Updated: Apr 3, 2022

Eddie says things must change between us, that they can’t be as before.

“Because I’m not here anymore, not really.” He has tried to explain it in too many ways now and has reverted to one that is cryptic, imprecise.

“Then maybe you can stop moving the furniture,” I say, stepping out of the shower.

“Don’t change the subject, Alice.”

“I’m not sleeping in the goddamn living room, Eddie. Move the bed back.”

He’s been reading the latest book my mother bought me on grieving. I’m still in the first stage, he says, the one where I won’t believe it. I have given up arguing with him on this point. Because most ghosts - the real ones - you can’t actually see, and it lets you get on with things.

I made the mistake of asking my mother, asking her if she thought death was really the end. You need to stop talking about death, Alice. Reproach in her voice. People will think you’re fixated. She started buying me books that Eddie can calmly recount to me, waiting until part of me succumbs to the want for him to hold me, or sing to me the way he used to, to look tenderly at my nakedness as I undress.

At first, I thought I was squarely losing my marbles. Of course, I did. When he first was gone, I was sleeping in his clothes, cocooned in the oversized arms and legs, smelling what was left of his sweat. I told myself the pain and the longing were making me see things. But his scent left over time - the spicy cleanliness of it - and the muddy smell of life settled over top of it. He started appearing more frequently over the weeks until he was always here.
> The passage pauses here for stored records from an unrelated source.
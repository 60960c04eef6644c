//! Minimal `.env` support (KEY=VALUE lines).

use std::path::Path;

/// Parse `.env` content into key/value pairs, skipping blanks and comments.
pub fn parse(contents: &str) -> Vec<(String, String)> {
    contents
        .lines()
        .map(str::trim)
        .filter(|line| !line.is_empty() && !line.starts_with('#'))
        .filter_map(|line| {
            let line = line.strip_prefix("export ").unwrap_or(line);
            let (key, value) = line.split_once('=')?;
            let key = key.trim();
            if key.is_empty() {
                return None;
            }
            let value = value.trim().trim_matches('"').trim_matches('\'');
            Some((key.to_string(), value.to_string()))
        })
        .collect()
}

/// Load `path` into the process environment without overriding existing variables.
///
/// Must run before any other thread is started.
pub fn load(path: &Path) {
    let Ok(contents) = std::fs::read_to_string(path) else {
        return;
    };
    for (key, value) in parse(&contents) {
        if std::env::var_os(&key).is_none() {
            std::env::set_var(&key, value);
        }
    }
}
//! Core TOML config loading: read from path or platform default.

use crate::schema::TutorConfig;
use std::path::Path;
use tracing::info;
use tutor_common::ConfigError;

use super::paths::{create_default_config, default_config_path};

/// Load config from a specific TOML file path.
///
/// Deserializes the file using serde defaults for any missing fields.
/// Values are returned as parsed; callers run `validation::repair` once
/// logging is up so the warning is visible.
pub fn load_from_path(path: &Path) -> Result<TutorConfig, ConfigError> {
    if !path.exists() {
        return Err(ConfigError::FileNotFound(path.to_path_buf()));
    }

    let content = std::fs::read_to_string(path)
        .map_err(|e| ConfigError::ParseError(format!("failed to read {}: {e}", path.display())))?;

    let config: TutorConfig = toml::from_str(&content)
        .map_err(|e| ConfigError::ParseError(format!("failed to parse TOML: {e}")))?;

    info!("loaded config from {}", path.display());
    Ok(config)
}

/// Load config from the platform-specific default path.
///
/// On macOS: `~/Library/Application Support/tutor/config.toml`
/// On Linux: `~/.config/tutor/config.toml`
///
/// If the file does not exist, creates a default config file and returns defaults.
pub fn load_default() -> Result<TutorConfig, ConfigError> {
    let path = default_config_path()?;

    match load_from_path(&path) {
        Ok(config) => Ok(config),
        Err(ConfigError::FileNotFound(_)) => {
            info!("no config found at {}, creating default", path.display());
            create_default_config(&path)?;
            Ok(TutorConfig::default())
        }
        Err(e) => Err(e),
    }
}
He is cross-legged on the floor now with his back pressed to the wall, the crooked black curls of his hair fuzzing in the steam from the shower. His face can’t hurt me the way it used to. I notice today that its rounded, jutting bones, the soft mouth, don’t make the back of my throat itch quite as much as yesterday. And the heavy ache between my collarbones; that’s been gone for months now. I unearth clean scrubs from the laundry basket, impatiently shaking the wrinkles out of them.

“I need to go to work now,” I say.

He wants to keep talking, I can tell he’s ready to pout. But suddenly his teeth are showing, and he says “I’m thinking about getting a cat.”

I start to remind him he’s allergic to cats but stop myself. Because it is one of the things that is no longer true.

“You should go.” These words are thin now, worn to the point of meaninglessness.

“I will.” He says this with his new and naked earnestness. But I know he will be here when I get home.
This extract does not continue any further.